Et des tas de bêtises pareilles. Quelle joie on éprouve à se martyriser…

Barzot a écrit. Les Bois-Créault se sont décidés au mariage. Parbleu ! Canonnier, de Mazas où il se trouve, a donné son consentement, et les bans sont publiés.

— Mon pauvre père ! a dit Hélène en pleurant ; croyez-vous que nous pourrons le faire évader ?

— Sans aucun doute ; mais pas maintenant, malheureusement ; il faut attendre qu’il ait quitté la France. Je serai renseigné et vous préviendrai, le moment venu.

Qu’a pu penser Canonnier du mariage de sa fille ? Je donnerais gros pour le savoir. En tous cas, il lui aura, sans s’en douter, constitué une dot. Roger-la-Honte, que j’avais envoyé à Londres afin de déposer les lettres à Chancery Lane, est revenu avec les cinq cents livres que j’ai prié Paternoster de lui remettre. Hélène n’a rien voulu accepter, en dehors de cette somme.

Et même aujourd’hui, au moment où je lui fais mes adieux chez l’Anglaise, elle me remercie de mes offres.

— Non, dit-elle, j’ai assez d’argent. Je m’arrangerai pour vous faire donner de mes nouvelles par Mme  Ida ; et si par hasard j’avais à me plaindre de quelque chose, elle serait informée ; et je compte sur vous. Mais je suis sûre qu’ils se conduiront bien. Ils sont si lâches !

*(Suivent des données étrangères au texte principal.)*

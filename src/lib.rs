// src/lib.rs
//
// 任意精度の有理数エンジン

mod macros;

pub mod config;
pub mod error;
pub mod fraction;
pub mod value;

pub use config::ParseMode;
pub use error::{FractionError, Result};
pub use fraction::traits::RationalLike;
pub use fraction::Fraction;
pub use value::{BinaryOp, CompareOp, Value};
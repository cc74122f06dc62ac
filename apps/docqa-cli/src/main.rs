mod cli;
mod extract;

use std::fs;
use std::env;
use std::path::{Path, PathBuf};

use anyhow::{bail, Result};
use clap::Parser;
use indicatif::{ProgressBar, ProgressStyle};
use tracing_subscriber::EnvFilter;

use docqa_core::chunker::Chunker;
use docqa_core::config::{resolve_with_base, Settings};
use docqa_core::types::Chunk;
use docqa_gateway::{get_default_embedder, GeminiGenerator};
use docqa_retrieval::{answer, summarize, Answer, Retriever, SummaryMode, SummaryReport};

use crate::cli::{Cli, Command};

const PREVIEW_CHARS: usize = 600;

fn init_tracing() {
    let filter = EnvFilter::try_from_default_env().unwrap_or_else(|_| EnvFilter::new("info"));
    tracing_subscriber::fmt().with_env_filter(filter).with_writer(std::io::stderr).init();
}

/// Expand `~` and `$VARS` in a user-supplied path and anchor it at the working directory.
fn resolve_cli_path(path: &Path) -> Result<PathBuf> {
    Ok(resolve_with_base(&env::current_dir()?, path.to_string_lossy()))
}

fn load_chunks(pdf: &Path, settings: &Settings) -> Result<Vec<Chunk>> {
    let path = resolve_cli_path(pdf)?;
    let text = extract::extract_text(&path)?;
    if text.is_empty() {
        bail!("No extractable text found in {} (the PDF may be scanned or image-only)", path.display());
    }
    Ok(Chunker::from_settings(&settings.chunking).chunk(&text))
}

fn main() -> Result<()> {
    init_tracing();
    let cli = Cli::parse();
    let mut settings = Settings::load()?;
    match cli.command {
        Command::Chunks { pdf, max_words, overlap, preview } => {
            if let Some(n) = max_words { settings.chunking.max_words = n; }
            if let Some(n) = overlap { settings.chunking.overlap = n; }
            settings.validate()?;
            let chunks = load_chunks(&pdf, &settings)?;
            println!("{} chunks ({} words max, {} overlap)", chunks.len(), settings.chunking.max_words, settings.chunking.overlap);
            for chunk in &chunks {
                println!("\n--- chunk {} ({} words) ---", chunk.chunk_id, chunk.text.split_whitespace().count());
                if preview {
                    let head: String = chunk.text.chars().take(PREVIEW_CHARS).collect();
                    println!("{head}");
                }
            }
        }
        Command::Summarize { pdf, mode, output } => {
            let chunks = load_chunks(&pdf, &settings)?;
            let generator = GeminiGenerator::new(&settings.gateway)?;
            let report = run_summary(&generator, &chunks, mode)?;
            if !report.failed_chunks.is_empty() {
                eprintln!("⚠️  {} chunk(s) could not be summarized: {:?}", report.failed_chunks.len(), report.failed_chunks);
            }
            if report.summary.is_empty() {
                bail!("no summary could be generated");
            }
            match output {
                Some(path) => {
                    let path = resolve_cli_path(&path)?;
                    fs::write(&path, &report.summary)?;
                    println!("✅ Summary written to {}", path.display());
                }
                None => println!("{}", report.summary),
            }
        }
        Command::Ask { pdf, question, keyword_only, top_k } => {
            if let Some(k) = top_k { settings.retrieval.top_k = k; }
            settings.validate()?;
            let chunks = load_chunks(&pdf, &settings)?;
            let generator = GeminiGenerator::new(&settings.gateway)?;
            let mut retriever = if keyword_only {
                Retriever::keyword_only(&settings.retrieval)
            } else {
                Retriever::new(get_default_embedder(&settings)?, &settings.retrieval)
            };
            retriever.build_index(&chunks)?;
            match answer(&generator, &retriever, &question)? {
                Answer::NoRelevantPassages => println!("No relevant passages found for this question."),
                Answer::Generated { text, contexts, strategy } => {
                    println!("{text}");
                    println!("\n--- contexts used ({strategy:?} retrieval) ---\n{}", contexts.trim_end());
                }
            }
        }
    }
    Ok(())
}

fn run_summary(generator: &GeminiGenerator, chunks: &[Chunk], mode: SummaryMode) -> Result<SummaryReport> {
    let pb = ProgressBar::new(chunks.len() as u64);
    pb.set_style(
        ProgressStyle::default_bar()
            .template("{spinner:.green} [{elapsed_precise}] [{bar:40.cyan/blue}] {pos}/{len} chunks {msg}")?
            .progress_chars("#>-"),
    );
    pb.set_message(format!("{mode} summary"));
    let report = summarize(generator, chunks, mode, |done, _| pb.set_position(done as u64));
    pb.finish_with_message(if report.merged { "merged" } else { "done" });
    Ok(report)
}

Elle me tend la main, monte dans la voiture qui l’attend et qui part au grand trot. Elle va retrouver Mme  de Bois-Créault qui est venue ce matin la chercher à Bruxelles, et qui l’a priée, par un billet que j’ai reçu il y a une heure, de venir la rejoindre à l’hôtel Mengelle. Elle sera ce soir à Paris… Quel avenir lui prépare la vie, et quelles surprises ?…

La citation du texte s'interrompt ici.